[Extracted records]
//! The effect chain
//!
//! A chain opens whenever an effect wants to enter play, collects responses
//! while both players hold priority in turn, then resolves last-in
//! first-out. A chain object is single-use: BUILDING -> RESOLVING ->
//! FINISHED, never backwards, never reused.

use crate::core::{CardId, PlayerId, TargetRef};
use crate::{EngineError, Result};
use serde::{Deserialize, Serialize};
use smallvec::SmallVec;

#[derive(Debug, Clone, Copy, PartialEq, Eq, Serialize, Deserialize)]
#[serde(rename_all = "snake_case")]
pub enum ChainState {
    Building,
    Resolving,
    Finished,
}

/// Why an entry is on the chain; selects the blueprint hook that runs
/// when it resolves
#[derive(Debug, Clone, Copy, PartialEq, Eq, Serialize, Deserialize)]
#[serde(tag = "kind", rename_all = "snake_case")]
pub enum EffectKind {
    /// A card played from hand. Minions carry their reserved slot.
    Play { slot: Option<u8> },
    /// A sigil reacting to a game event
    SigilTrigger,
}

/// One entry on the chain
#[derive(Debug, Clone, Serialize, Deserialize)]
pub struct ChainEffect {
    /// Position in registration order, stable for logging even after
    /// entries above it resolve
    pub index: usize,

    pub kind: EffectKind,

    /// Card whose blueprint supplies the resolution handler
    pub source: CardId,

    pub controller: PlayerId,

    pub targets: SmallVec<[TargetRef; 2]>,

    /// Negated entries are popped without running their handler
    pub negated: bool,
}

/// Work to run when the chain finishes, stored as data so the whole
/// chain serializes
#[derive(Debug, Clone, Copy, PartialEq, Eq, Serialize, Deserialize)]
#[serde(rename_all = "snake_case")]
pub enum ChainCallback {
    /// Resolve the combat that opened (or deferred into) this chain
    ResolveCombat,
}

#[derive(Debug, Clone, Serialize, Deserialize)]
pub struct Chain {
    state: ChainState,
    entries: Vec<ChainEffect>,

    /// Both players, for priority hand-off
    players: [PlayerId; 2],

    /// Who may act on the chain right now
    priority: PlayerId,

    consecutive_passes: u8,

    /// Finish callbacks in registration order; they run reversed
    callbacks: Vec<ChainCallback>,

    /// Total entries ever added (entries shrink during resolution)
    next_index: usize,
}

impl Chain {
    /// Open a chain with `first` holding priority
    pub fn new(players: [PlayerId; 2], first: PlayerId) -> Self {
        Chain {
            state: ChainState::Building,
            entries: Vec::new(),
            players,
            priority: first,
            consecutive_passes: 0,
            callbacks: Vec::new(),
            next_index: 0,
        }
    }

    pub fn state(&self) -> ChainState {
        self.state
    }

    pub fn priority(&self) -> PlayerId {
        self.priority
    }

    pub fn is_building(&self) -> bool {
        self.state == ChainState::Building
    }

    pub fn entries(&self) -> &[ChainEffect] {
        &self.entries
    }

    pub fn len(&self) -> usize {
        self.entries.len()
    }

    pub fn is_empty(&self) -> bool {
        self.entries.is_empty()
    }

    fn other(&self, player: PlayerId) -> PlayerId {
        if player == self.players[0] {
            self.players[1]
        } else {
            self.players[0]
        }
    }

    /// Push an effect. Only legal while building and only for the
    /// priority holder; resets the pass counter and hands priority to
    /// the opponent.
    pub fn add_effect(
        &mut self,
        player: PlayerId,
        kind: EffectKind,
        source: CardId,
        targets: SmallVec<[TargetRef; 2]>,
    ) -> Result<usize> {
        if self.state != ChainState::Building {
            return Err(EngineError::Rule(
                "chain is no longer accepting effects".to_string(),
            ));
        }
        if player != self.priority {
            return Err(EngineError::NoPriority(player.as_u32()));
        }
        let index = self.next_index;
        self.next_index += 1;
        self.entries.push(ChainEffect {
            index,
            kind,
            source,
            controller: player,
            targets,
            negated: false,
        });
        self.consecutive_passes = 0;
        self.priority = self.other(player);
        Ok(index)
    }

    /// Pass priority. Two consecutive passes close the building window
    /// and flip the chain to resolving; returns true when that happens.
    pub fn pass(&mut self, player: PlayerId) -> Result<bool> {
        if self.state != ChainState::Building {
            return Err(EngineError::Rule(
                "chain is not in its building window".to_string(),
            ));
        }
        if player != self.priority {
            return Err(EngineError::NoPriority(player.as_u32()));
        }
        self.consecutive_passes += 1;
        if self.consecutive_passes >= 2 {
            self.state = ChainState::Resolving;
            Ok(true)
        } else {
            self.priority = self.other(player);
            Ok(false)
        }
    }

    /// Pop the next entry to resolve (last in, first out)
    pub fn pop_next(&mut self) -> Option<ChainEffect> {
        debug_assert_eq!(self.state, ChainState::Resolving);
        self.entries.pop()
    }

    /// Mark the topmost pending entry negated. Returns its index and
    /// source if there was one.
    pub fn negate_top(&mut self) -> Option<(usize, CardId)> {
        self.entries.iter_mut().rev().find(|e| !e.negated).map(|e| {
            e.negated = true;
            (e.index, e.source)
        })
    }

    pub fn on_finished(&mut self, callback: ChainCallback) {
        self.callbacks.push(callback);
    }

    pub fn has_callback(&self, callback: ChainCallback) -> bool {
        self.callbacks.contains(&callback)
    }

    /// Close the chain and hand back its callbacks in reverse
    /// registration order.
    pub fn finish(&mut self) -> Vec<ChainCallback> {
        self.state = ChainState::Finished;
        let mut callbacks = std::mem::take(&mut self.callbacks);
        callbacks.reverse();
        callbacks
    }
}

**WORK INSTRUCTIONS**
Your answer should be every entry above, repeated exactly.

**RESPONSE TO THE TASK**
//! The effect chain
//!
//! A chain opens whenever an effect wants to enter play, collects responses
//! while both players hold priority in turn, then resolves last-in
//! first-out. A chain object is single-use: BUILDING -> RESOLVING ->
//! FINISHED, never backwards, never reused.

use crate::core::{CardId, PlayerId, TargetRef};
use crate::{EngineError, Result};
use serde::{Deserialize, Serialize};
use smallvec::SmallVec;

#[derive(Debug, Clone, Copy, PartialEq, Eq, Serialize, Deserialize)]
#[serde(rename_all = "snake_case")]
pub enum ChainState {
    Building,
    Resolving,
    Finished,
}

/// Why an entry is on the chain; selects the blueprint hook that runs
/// when it resolves
#[derive(Debug, Clone, Copy, PartialEq, Eq, Serialize, Deserialize)]
#[serde(tag = "kind", rename_all = "snake_case")]
pub enum EffectKind {
    /// A card played from hand. Minions carry their reserved slot.
    Play { slot: Option<u8> },
    /// A sigil reacting to a game event
    SigilTrigger,
}

/// One entry on the chain
#[derive(Debug, Clone, Serialize, Deserialize)]
pub struct ChainEffect {
    /// Position in registration order, stable for logging even after
    /// entries above it resolve
    pub index: usize,

    pub kind: EffectKind,

    /// Card whose blueprint supplies the resolution handler
    pub source: CardId,

    pub controller: PlayerId,

    pub targets: SmallVec<[TargetRef; 2]>,

    /// Negated entries are popped without running their handler
    pub negated: bool,
}

/// Work to run when the chain finishes, stored as data so the whole
/// chain serializes
#[derive(Debug, Clone, Copy, PartialEq, Eq, Serialize, Deserialize)]
#[serde(rename_all = "snake_case")]
pub enum ChainCallback {
    /// Resolve the combat that opened (or deferred into) this chain
    ResolveCombat,
}

#[derive(Debug, Clone, Serialize, Deserialize)]
pub struct Chain {
    state: ChainState,
    entries: Vec<ChainEffect>,

    /// Both players, for priority hand-off
    players: [PlayerId; 2],

    /// Who may act on the chain right now
    priority: PlayerId,

    consecutive_passes: u8,

    /// Finish callbacks in registration order; they run reversed
    callbacks: Vec<ChainCallback>,

    /// Total entries ever added (entries shrink during resolution)
    next_index: usize,
}

impl Chain {
    /// Open a chain with `first` holding priority
    pub fn new(players: [PlayerId; 2], first: PlayerId) -> Self {
        Chain {
            state: ChainState::Building,
            entries: Vec::new(),
            players,
            priority: first,
            consecutive_passes: 0,
            callbacks: Vec::new(),
            next_index: 0,
        }
    }

    pub fn state(&self) -> ChainState {
        self.state
    }

    pub fn priority(&self) -> PlayerId {
        self.priority
    }

    pub fn is_building(&self) -> bool {
        self.state == ChainState::Building
    }

    pub fn entries(&self) -> &[ChainEffect] {
        &self.entries
    }

    pub fn len(&self) -> usize {
        self.entries.len()
    }

    pub fn is_empty(&self) -> bool {
        self.entries.is_empty()
    }

    fn other(&self, player: PlayerId) -> PlayerId {
        if player == self.players[0] {
            self.players[1]
        } else {
            self.players[0]
        }
    }

    /// Push an effect. Only legal while building and only for the
    /// priority holder; resets the pass counter and hands priority to
    /// the opponent.
    pub fn add_effect(
        &mut self,
        player: PlayerId,
        kind: EffectKind,
        source: CardId,
        targets: SmallVec<[TargetRef; 2]>,
    ) -> Result<usize> {
        if self.state != ChainState::Building {
            return Err(EngineError::Rule(
                "chain is no longer accepting effects".to_string(),
            ));
        }
        if player != self.priority {
            return Err(EngineError::NoPriority(player.as_u32()));
        }
        let index = self.next_index;
        self.next_index += 1;
        self.entries.push(ChainEffect {
            index,
            kind,
            source,
            controller: player,
            targets,
            negated: false,
        });
        self.consecutive_passes = 0;
        self.priority = self.other(player);
        Ok(index)
    }

    /// Pass priority. Two consecutive passes close the building window
    /// and flip the chain to resolving; returns true when that happens.
    pub fn pass(&mut self, player: PlayerId) -> Result<bool> {
        if self.state != ChainState::Building {
            return Err(EngineError::Rule(
                "chain is not in its building window".to_string(),
            ));
        }
        if player != self.priority {
            return Err(EngineError::NoPriority(player.as_u32()));
        }
        self.consecutive_passes += 1;
        if self.consecutive_passes >= 2 {
            self.state = ChainState::Resolving;
            Ok(true)
        } else {
            self.priority = self.other(player);
            Ok(false)
        }
    }

    /// Pop the next entry to resolve (last in, first out)
    pub fn pop_next(&mut self) -> Option<ChainEffect> {
        debug_assert_eq!(self.state, ChainState::Resolving);
        self.entries.pop()
    }

    /// Mark the topmost pending entry negated. Returns its index and
    /// source if there was one.
    pub fn negate_top(&mut self) -> Option<(usize, CardId)> {
        self.entries.iter_mut().rev().find(|e| !e.negated).map(|e| {
            e.negated = true;
            (e.index, e.source)
        })
    }

    pub fn on_finished(&mut self, callback: ChainCallback) {
        self.callbacks.push(callback);
    }

    pub fn has_callback(&self, callback: ChainCallback) -> bool {
        self.callbacks.contains(&callback)
    }

    /// Close the chain and hand back its callbacks in reverse
    /// registration order.
    pub fn finish(&mut self) -> Vec<ChainCallback> {
        self.state = ChainState::Finished;
        let mut callbacks = std::mem::take(&mut self.callbacks);
        callbacks.reverse();
        callbacks
    }
}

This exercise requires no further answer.